The arcvrestoregui.py program is a file restoration utility with a graphical user interface. You can use this to restore the contents of a particular file or directory tree. You can choose to restore the last version of a file that was backed up, or some particular version by selecting a backup event ID.
Directories can be restored to the last version, or to their state up to and including some particular backup event, or you can choose to restore only the files in them that were backed up during a single backup event.
The program can also be used to verify the integrity of the backups for a particular directory tree.
This program requires that wxPython is installed, see the installation section on the ArcvBack main page.
An alternative to this is the arcvrestore.py command that uses a command line interface.
SyntaxThe arcvrestoregui.py program gets configuration information from the config.ini file.
The full command syntax is:
arcvrestoregui [-h] [-a archivepath] [-ini config.ini]
where items in the square brackets are optional.
OptionsThe -h parameter will bring up a short syntax help prompt and then stop.
The -a parameter is used to specify an additional directory the program should search for missing package files. You can include additional directories of package files by including multiple -a parameters.
The -ini parameter is used to tell the command to use a different config.ini file. Typically you will want to do this when you are restoring files from packages that are not part of the current backup version database - which might be the case if you used the arcvdbrebuild.py command to build a new database from old package files.

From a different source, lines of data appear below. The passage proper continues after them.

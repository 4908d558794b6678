//! Core file generation.
//!
//! A core file is a 4k header followed by the bitstream.  The bitstream here
//! is random data, nothing looks at it past the header.

use rand::{RngCore, SeedableRng};
use rand_xoshiro::Xoshiro256Plus;

use anyhow::{anyhow, Result};

pub const HEADER_SIZE: usize = 4096;

const MAGIC: &[u8; 16] = b"MEGA65BITSTREAM0";
const NAME_OFFSET: usize = 0x10;
const VERSION_OFFSET: usize = 0x30;
const TEXT_LEN: usize = 32;
const CAPS_OFFSET: usize = 0x7b;
const FLAGS_OFFSET: usize = 0x7c;

pub struct GeneratedCore {
    pub data: Vec<u8>,
}

pub struct GenBuilder {
    name: String,
    version: String,
    caps: u8,
    flags: u8,
    /// Total size of the core, header included.
    size: usize,
    /// Seed for the PRNG
    seed: u64,
    /// Leave out the magic, for slots with unknown content.
    magic: bool,
}

impl Default for GenBuilder {
    fn default() -> Self {
        GenBuilder {
            name: "MEGA65 TEST CORE".to_string(),
            version: "v0.1.0".to_string(),
            caps: 0,
            flags: 0,
            size: 24_576,
            seed: 1,
            magic: true,
        }
    }
}

impl GenBuilder {
    pub fn name(&mut self, name: &str) -> &mut Self {
        self.name = name.to_string();
        self
    }

    pub fn version(&mut self, version: &str) -> &mut Self {
        self.version = version.to_string();
        self
    }

    pub fn caps(&mut self, caps: u8) -> &mut Self {
        self.caps = caps;
        self
    }

    pub fn flags(&mut self, flags: u8) -> &mut Self {
        self.flags = flags;
        self
    }

    pub fn size(&mut self, size: usize) -> &mut Self {
        self.size = size;
        self
    }

    pub fn seed(&mut self, seed: u64) -> &mut Self {
        self.seed = seed;
        self
    }

    pub fn without_magic(&mut self) -> &mut Self {
        self.magic = false;
        self
    }

    pub fn build(&self) -> Result<GeneratedCore> {
        if self.size < HEADER_SIZE {
            return Err(anyhow!("core of {} bytes has no room for its header", self.size));
        }
        for (what, text) in [("name", &self.name), ("version", &self.version)] {
            if text.len() > TEXT_LEN {
                return Err(anyhow!("{} {:?} is longer than {} bytes", what, text, TEXT_LEN));
            }
        }

        let mut rng = Xoshiro256Plus::seed_from_u64(self.seed);
        let mut data = vec![0u8; self.size];
        rng.fill_bytes(&mut data[HEADER_SIZE..]);

        // The header is zeros apart from the fields below.
        if self.magic {
            data[..MAGIC.len()].copy_from_slice(MAGIC);
        }
        data[NAME_OFFSET..NAME_OFFSET + self.name.len()].copy_from_slice(self.name.as_bytes());
        data[VERSION_OFFSET..VERSION_OFFSET + self.version.len()]
            .copy_from_slice(self.version.as_bytes());
        data[CAPS_OFFSET] = self.caps;
        data[FLAGS_OFFSET] = self.flags;

        Ok(GeneratedCore { data })
    }
}
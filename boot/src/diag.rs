//! The diagnostics view behind the HELP key.

use embedded_hal::blocking::delay::{DelayMs, DelayUs};
use storage::{ReadFlash, RegisterFile};

use crate::cart::ControlLines;
use crate::hw::{key, reg, Hardware};
use crate::label::Label;
use crate::platform::Platform;
use crate::screen::Screen;
use crate::select::{select_boot_slot, BootChoice};
use crate::slot::SlotTable;
use crate::startup::{Variant, Warnings};

/// What the diagnostics view shows.
#[derive(Debug)]
pub struct Diagnostics {
    pub core_hash: u32,
    /// The running core was loaded through JTAG.
    pub jtag_boot: bool,
    pub slot0_version: Label,
    pub platform: &'static Platform,
    /// Cartridge and boot slot, only known to the menu core itself.
    pub boot: Option<BootChoice>,
}

/// Extra information about the boot slot decision, shown on F1.
#[derive(Debug, Clone, Copy, PartialEq, Eq)]
pub struct BootDebug {
    pub dip4_slot: usize,
    /// Cartridge lines as sampled at power up.
    pub latched_lines: ControlLines,
    /// Cartridge lines now.
    pub current_lines: ControlLines,
    pub window: [u8; 9],
}

/// Show the diagnostics view until ESC or RUN/STOP.
pub fn show<R, F, D, S>(
    hw: &mut Hardware<R, F, D>,
    slots: &mut SlotTable,
    screen: &mut S,
    variant: Variant,
    warnings: Warnings,
    lines: ControlLines,
) where
    R: RegisterFile,
    F: ReadFlash,
    D: DelayMs<u16> + DelayUs<u16>,
    S: Screen,
{
    let boot = match variant {
        Variant::Embedded => Some(select_boot_slot(hw, slots, lines)),
        Variant::Standalone => None,
    };
    let slot0_version = slots.get(0).map(|s| s.version).unwrap_or_default();

    screen.clear();
    screen.diagnostics(&Diagnostics {
        core_hash: hw.core_hash(),
        jtag_boot: warnings.reconfig_disabled,
        slot0_version,
        platform: slots.platform(),
        boot,
    });

    let mut debug_shown = false;
    loop {
        let press = hw.wait_key();
        match press.code {
            key::ESC | key::RUN_STOP => break,
            key::F1 if !debug_shown => {
                // Boot debugging is only of use in the menu core.
                if let Some(choice) = boot {
                    let current_lines = ControlLines(hw.regs.peek(reg::CART_LINES));
                    screen.boot_debug(&BootDebug {
                        dip4_slot: hw.dip4_slot(),
                        latched_lines: lines,
                        current_lines,
                        window: choice.cart_id.window,
                    });
                    debug_shown = true;
                }
            }
            _ => {}
        }
    }

    screen.clear();
}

UsageTypically you will just issue the command (you might want to put this in a batch file and make a short cut to it):
and in a few seconds a small window will open that will look something like this:
These are the three machines I am currently backing up. You can expand nodes on this tree to see sub-directories and files:
To restore an individual file or version of that file you expand its node to show the individual versions as I have done in the following image:
here you can see that there are three different versions of config.ini backed up. To restore one of these you right click on it and select the "Restore this version" item from the popup menu. If you just want to restore the latest version of a file you can right click on the file name and select the "Restore latest version" popup menu item. After selecting one of these menu items the the following directory selection dialogue will appear:
use this to select the directory where you wish to restore the file to and then click on "OK". You can also use this to make a new empty folder to restore the files into, just make sure to click on the name of the folder so it is highlighted before clicking on the OK.

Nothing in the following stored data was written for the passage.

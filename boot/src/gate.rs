//! Reflash safety checks.
//!
//! Replacing a slot can not be undone, and replacing slot 0 can leave the
//! machine unable to start without a JTAG adapter.  Before any slot is
//! written:
//!
//! - the attic RAM must have passed its test, as the flasher stages the core
//!   there;
//! - slot 0 needs two confirmations, a first one only when slot 1 does not
//!   hold a MEGA65 core that could be used for recovery;
//! - any other slot needs one.
//!
//! A confirmation is the word `CONFIRM` typed exactly, followed by RETURN.

use embedded_hal::blocking::delay::{DelayMs, DelayUs};
use heapless::{String, Vec};
use storage::{ReadFlash, RegisterFile};

use crate::hw::{key, Hardware};
use crate::label::Label;
use crate::screen::{Notice, Screen};
use crate::slot::SlotTable;
use crate::startup::Warnings;
use crate::Error;

/// What has to be typed to confirm, RETURN included.
pub const CONFIRM_TEXT: &[u8] = b"CONFIRM\r";

/// Name prefix of a slot 1 core that can bring back a broken slot 0.
pub const RECOVERY_CORE_PREFIX: &[u8] = b"MEGA65   ";

/// Slot 0 is only ever written from this file.
pub const FACTORY_UPGRADE_FILE: &str = "UPGRADE0.COR";

/// Longest input a prompt takes, one screen line.
const PROMPT_MAX: usize = 40;

/// A core file on the SD card.
#[derive(Debug, Clone, PartialEq, Eq)]
pub struct FileChoice {
    pub name: String<32>,
}

impl FileChoice {
    pub fn new(name: &str) -> Option<FileChoice> {
        let mut s = String::new();
        s.push_str(name).ok()?;
        Some(FileChoice { name: s })
    }
}

/// Picks core files and writes them to flash.
pub trait Reflasher {
    /// Let the user pick a core file for `slot`.  `None` when they cancel.
    fn select_file(&mut self, slot: usize) -> Option<FileChoice>;

    /// Erase `slot` and write the file into it.  The slot 0 version goes into
    /// the flasher's log.
    fn reflash(
        &mut self,
        slot: usize,
        file: &FileChoice,
        slot0_version: &Label,
    ) -> core::result::Result<(), Error>;
}

/// The outcome of a reflash request.
#[derive(Debug, Clone, PartialEq, Eq)]
pub enum Decision {
    /// Go ahead and write this file.
    Granted(FileChoice),
    /// The user did not confirm, or cancelled file selection.
    Declined,
    /// Flashing is not possible at all.
    Rejected,
}

/// Run the checks for reflashing `slot`.  Nothing is written here.
pub fn authorize<R, F, D, S, X>(
    hw: &mut Hardware<R, F, D>,
    screen: &mut S,
    flasher: &mut X,
    slots: &SlotTable,
    warnings: Warnings,
    slot: usize,
) -> Decision
where
    R: RegisterFile,
    F: ReadFlash,
    D: DelayMs<u16> + DelayUs<u16>,
    S: Screen,
    X: Reflasher,
{
    if slot >= slots.len() {
        return Decision::Rejected;
    }

    if warnings.attic_ram_bad {
        warn!("reflash of slot {} refused, no attic RAM", slot);
        hw.error_flash();
        return Decision::Rejected;
    }

    if slot == 0 {
        if !confirm_slot0(hw, screen, slots) {
            return Decision::Declined;
        }
        // Only ever written from the upgrade file, no file selection.
        return match FileChoice::new(FACTORY_UPGRADE_FILE) {
            Some(file) => Decision::Granted(file),
            None => Decision::Rejected,
        };
    }

    screen.clear();
    screen.notice(Notice::ConfirmReflash(slot));
    if !confirm(hw, screen, CONFIRM_TEXT) {
        return Decision::Declined;
    }

    match flasher.select_file(slot) {
        Some(file) => Decision::Granted(file),
        None => Decision::Declined,
    }
}

/// The two stage confirmation for slot 0.
fn confirm_slot0<R, F, D, S>(hw: &mut Hardware<R, F, D>, screen: &mut S, slots: &SlotTable) -> bool
where
    R: RegisterFile,
    F: ReadFlash,
    D: DelayMs<u16> + DelayUs<u16>,
    S: Screen,
{
    let recoverable = slots
        .get(1)
        .map(|s| s.name.starts_with_ascii(RECOVERY_CORE_PREFIX))
        .unwrap_or(false);

    if !recoverable {
        screen.clear();
        screen.notice(Notice::NoFallbackCore);
        if !confirm(hw, screen, CONFIRM_TEXT) {
            return false;
        }
    }

    screen.clear();
    screen.notice(Notice::Slot0Risk);
    confirm(hw, screen, CONFIRM_TEXT)
}

/// Read a line of input and compare it to `expected`, RETURN included.
///
/// Case matters, only printable characters are taken.  RUN/STOP or ESC give
/// up at once.
pub fn confirm<R, F, D, S>(hw: &mut Hardware<R, F, D>, screen: &mut S, expected: &[u8]) -> bool
where
    R: RegisterFile,
    F: ReadFlash,
    D: DelayMs<u16> + DelayUs<u16>,
    S: Screen,
{
    let mut typed: Vec<u8, PROMPT_MAX> = Vec::new();
    loop {
        let press = hw.wait_key();
        match press.code {
            key::RUN_STOP | key::ESC => return false,
            key::RETURN => {
                if typed.push(press.code).is_err() {
                    return false;
                }
                return typed.as_slice() == expected;
            }
            key::INST_DEL => {
                if typed.pop().is_some() {
                    screen.echo(key::INST_DEL);
                }
            }
            c @ 0x20..=0x7e => {
                if typed.push(c).is_ok() {
                    screen.echo(c);
                }
            }
            _ => {}
        }
    }
}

To restore a directory you follow pretty much the same steps, just right click on the directory name and then select "Restore" from the pop-up menu. As of version 4.0 you can also specify a particular backup event ID when restoring a directory tree. You can choose to restore up to and including the specified event ID (in which case you get a restored directory that contains the latest version of all the files up to that event, which is probably what you want) or you can choose to restore only the files that were recorded as part of a single particular event (which you might want to do if you are only trying to figure out what changed between two points in time).

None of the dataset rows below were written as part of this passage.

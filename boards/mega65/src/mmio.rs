//! Register access on the real machine.
//!
//! Addresses below `$10000` are in the CPU's view, and are read and written
//! directly.  Everything above is a 28-bit address, reached through the DMA
//! helpers of mega65-libc.

use storage::RegisterFile;

extern "C" {
    fn lpeek(address: u32) -> u8;
    fn lpoke(address: u32, value: u8);
    fn lcopy(source: u32, destination: u32, count: u16);
    fn mega65_io_enable();
}

const CPU_SPACE: u32 = 0x1_0000;

/// CPU port register, selects the CPU speed.
const CPU_SPEED: u16 = 0x0000;
const SPEED_FULL: u8 = 65;
const SPEED_NORMAL: u8 = 64;

/// Keyboard buffer length of the KERNAL.
const KEYBUFFER_LEN: u16 = 0x00c6;

#[derive(Clone, Copy, Default)]
pub struct Mmio;

impl Mmio {
    /// Unlock the MEGA65 registers.
    pub fn init() -> Mmio {
        unsafe { mega65_io_enable() };
        Mmio
    }

    pub fn full_speed(&mut self) {
        self.poke(u32::from(CPU_SPEED), SPEED_FULL);
    }

    /// Leave things the way the hypervisor wants them.
    pub fn restore(&mut self) {
        self.poke(u32::from(KEYBUFFER_LEN), 0);
        self.poke(u32::from(CPU_SPEED), SPEED_NORMAL);
    }
}

impl RegisterFile for Mmio {
    fn peek(&mut self, addr: u32) -> u8 {
        if addr < CPU_SPACE {
            unsafe { core::ptr::read_volatile(addr as usize as *const u8) }
        } else {
            unsafe { lpeek(addr) }
        }
    }

    fn poke(&mut self, addr: u32, value: u8) {
        if addr < CPU_SPACE {
            unsafe { core::ptr::write_volatile(addr as usize as *mut u8, value) }
        } else {
            unsafe { lpoke(addr, value) }
        }
    }

    fn copy_out(&mut self, addr: u32, bytes: &mut [u8]) {
        if addr < CPU_SPACE {
            for (i, b) in bytes.iter_mut().enumerate() {
                *b = self.peek(addr + i as u32);
            }
        } else {
            // The buffer sits in the CPU's view, which is bank 0.
            let destination = bytes.as_mut_ptr() as usize as u32;
            unsafe { lcopy(addr, destination, bytes.len() as u16) }
        }
    }
}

The "List media" menu item will scan the directory to determine what additional package files (i.e. media) are needed (use the -a archivepath command line parameter to supply these) before the restore can be done.
The three "Verify" menu items can be used to verify the integrity of the backups for a particular directory tree. These work the same way as the "Backup" menu items, but do not actually write any files to disk. If they encounter any problems they will display warning dialogues and will provide a summary of the package files that had trouble at the end.